**Exercise goal**: Scan the entries below. Report each line where the string "field" occurs.
[Opening Extracted entries section]
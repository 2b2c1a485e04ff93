// tablevault/src/config/mod.rs
use anyhow::{Context, Result};
use serde::Deserialize;
use std::env;
use std::fs;
use std::path::{Path, PathBuf};
use std::time::Duration;

use crate::utils::database::ConnectionParams;
use crate::utils::retry::RetryPolicy;

pub const PASSWORD_ENV_VAR: &str = "DB_PASSWORD";
const DEFAULT_PORT: u16 = 3306;
const DEFAULT_MAX_WORKERS: usize = 4;
const DEFAULT_CHARACTER_SET: &str = "utf8mb4";

// Structs for deserializing config.json
#[derive(Debug, Clone, Default, Deserialize)]
pub struct JsonRetryOptions {
    pub max_attempts: Option<u32>,
    pub delay_secs: Option<f64>,
    pub max_wait_secs: Option<u64>,
    pub unbounded: Option<bool>,
}

#[derive(Debug, Clone, Default, Deserialize)]
pub struct JsonArchiveOptions {
    pub format: Option<String>,
    pub executable: Option<String>,
}

#[derive(Debug, Clone, Default, Deserialize)]
pub struct RawJsonConfig {
    pub hostname: Option<String>,
    pub port: Option<u16>,
    pub username: Option<String>,
    pub password: Option<String>,
    pub database: Option<String>,
    pub backup_dir: Option<PathBuf>,
    pub client_dir: Option<PathBuf>,
    pub extra_dump_options: Option<Vec<String>>,
    pub max_workers: Option<usize>,
    pub character_set: Option<String>,
    pub connection_retry: Option<JsonRetryOptions>,
    pub restore_retry: Option<JsonRetryOptions>,
    pub archive: Option<JsonArchiveOptions>,
    pub write_report: Option<bool>,
}

// Application's internal configuration structs
#[derive(Debug, Clone)]
pub struct SessionConfig {
    pub connection: ConnectionParams,
    pub backup_dir: PathBuf,
    /// Directory holding the client executables; PATH is used when absent.
    pub client_dir: Option<PathBuf>,
    pub extra_dump_options: Vec<String>,
    pub max_workers: usize,
    pub character_set: String,
}

#[derive(Debug, Clone, Copy, PartialEq, Eq)]
pub enum ArchiveFormat {
    SevenZip,
    TarGz,
}

impl ArchiveFormat {
    pub fn extension(self) -> &'static str {
        match self {
            ArchiveFormat::SevenZip => "7z",
            ArchiveFormat::TarGz => "tar.gz",
        }
    }
}

#[derive(Debug, Clone, PartialEq, Eq)]
pub struct ArchiveSettings {
    pub format: ArchiveFormat,
    pub executable: String,
}

impl Default for ArchiveSettings {
    fn default() -> Self {
        Self {
            format: ArchiveFormat::SevenZip,
            executable: "7za".to_string(),
        }
    }
}

#[derive(Debug, Clone)]
pub struct AppConfig {
    pub session: SessionConfig,
    pub connection_retry: RetryPolicy,
    pub restore_retry: RetryPolicy,
    pub archive: ArchiveSettings,
    pub write_report: bool,
}

impl AppConfig {
    pub fn load_from_json(config_path: &Path) -> Result<Self> {
        let config_content = fs::read_to_string(config_path)
            .with_context(|| format!("Failed to read config file at {}", config_path.display()))?;
        let raw_json_config: RawJsonConfig = serde_json::from_str(&config_content)
            .with_context(|| {
                format!(
                    "Failed to parse JSON from config file at {}",
                    config_path.display()
                )
            })?;

        Self::from_raw(raw_json_config, env::var(PASSWORD_ENV_VAR).ok())
    }

    /// Validates the raw file contents. `env_password` is used when the file
    /// carries no password.
    pub fn from_raw(raw: RawJsonConfig, env_password: Option<String>) -> Result<Self> {
        let host = required(raw.hostname, "hostname")?;
        let user = required(raw.username, "username")?;
        let database = required(raw.database, "database")?;
        let password = raw
            .password
            .or(env_password)
            .with_context(|| {
                format!(
                    "password must be set in config.json or via the {} environment variable",
                    PASSWORD_ENV_VAR
                )
            })?;

        let backup_dir = raw
            .backup_dir
            .context("backup_dir must be set in config.json")?;
        if backup_dir.to_string_lossy().trim().is_empty() {
            return Err(anyhow::anyhow!("backup_dir cannot be empty in config.json."));
        }

        let max_workers = raw.max_workers.unwrap_or(DEFAULT_MAX_WORKERS);
        if max_workers == 0 {
            return Err(anyhow::anyhow!("max_workers must be at least 1"));
        }

        let session = SessionConfig {
            connection: ConnectionParams {
                host,
                port: raw.port.unwrap_or(DEFAULT_PORT),
                user,
                password,
                database,
            },
            backup_dir,
            client_dir: raw.client_dir.filter(|d| !d.as_os_str().is_empty()),
            extra_dump_options: raw.extra_dump_options.unwrap_or_default(),
            max_workers,
            character_set: raw
                .character_set
                .filter(|c| !c.trim().is_empty())
                .unwrap_or_else(|| DEFAULT_CHARACTER_SET.to_string()),
        };

        Ok(AppConfig {
            session,
            connection_retry: parse_retry(
                raw.connection_retry.as_ref(),
                RetryPolicy::connection_default(),
                "connection_retry",
            )?,
            restore_retry: parse_retry(
                raw.restore_retry.as_ref(),
                RetryPolicy::restore_default(),
                "restore_retry",
            )?,
            archive: parse_archive(raw.archive.as_ref())?,
            write_report: raw.write_report.unwrap_or(false),
        })
    }
}

fn required(value: Option<String>, field: &str) -> Result<String> {
    value
        .filter(|v| !v.trim().is_empty())
        .with_context(|| format!("{} must be set in config.json", field))
}

/// Applies the overrides in `raw` on top of `default`.
fn parse_retry(
    raw: Option<&JsonRetryOptions>,
    default: RetryPolicy,
    field: &str,
) -> Result<RetryPolicy> {
    let Some(raw) = raw else {
        return Ok(default);
    };

    let delay = match raw.delay_secs {
        Some(secs) => Duration::try_from_secs_f64(secs).map_err(|_| {
            anyhow::anyhow!(
                "{}.delay_secs must be a non-negative number of seconds, got {}",
                field,
                secs
            )
        })?,
        None => default.delay(),
    };

    if raw.unbounded.unwrap_or(false) {
        if raw.max_attempts.is_some() || raw.max_wait_secs.is_some() {
            return Err(anyhow::anyhow!(
                "{}.unbounded cannot be combined with max_attempts or max_wait_secs",
                field
            ));
        }
        return Ok(RetryPolicy::unbounded(delay));
    }

    let mut policy = default.with_delay(delay);
    if let Some(attempts) = raw.max_attempts {
        if attempts == 0 {
            return Err(anyhow::anyhow!("{}.max_attempts must be at least 1", field));
        }
        policy = policy.with_max_attempts(attempts);
    }
    if let Some(secs) = raw.max_wait_secs {
        policy = policy.with_max_elapsed(Duration::from_secs(secs));
    }
    Ok(policy)
}

fn parse_archive(raw: Option<&JsonArchiveOptions>) -> Result<ArchiveSettings> {
    let mut settings = ArchiveSettings::default();
    let Some(raw) = raw else {
        return Ok(settings);
    };

    if let Some(format) = &raw.format {
        settings.format = match format.trim().to_ascii_lowercase().as_str() {
            "7z" => ArchiveFormat::SevenZip,
            "tar.gz" | "tgz" => ArchiveFormat::TarGz,
            other => {
                return Err(anyhow::anyhow!(
                    "archive.format must be either \"7z\" or \"tar.gz\", got {:?}",
                    other
                ));
            }
        };
    }
    if let Some(executable) = raw.executable.as_ref().filter(|e| !e.trim().is_empty()) {
        settings.executable = executable.clone();
    }
    Ok(settings)
}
[Closing Extracted entries section]
**Answer for this exercise**:
fn required(value: Option<String>, field: &str) -> Result<String> {
        .with_context(|| format!("{} must be set in config.json", field))
    field: &str,
                field,
                field
            return Err(anyhow::anyhow!("{}.max_attempts must be at least 1", field));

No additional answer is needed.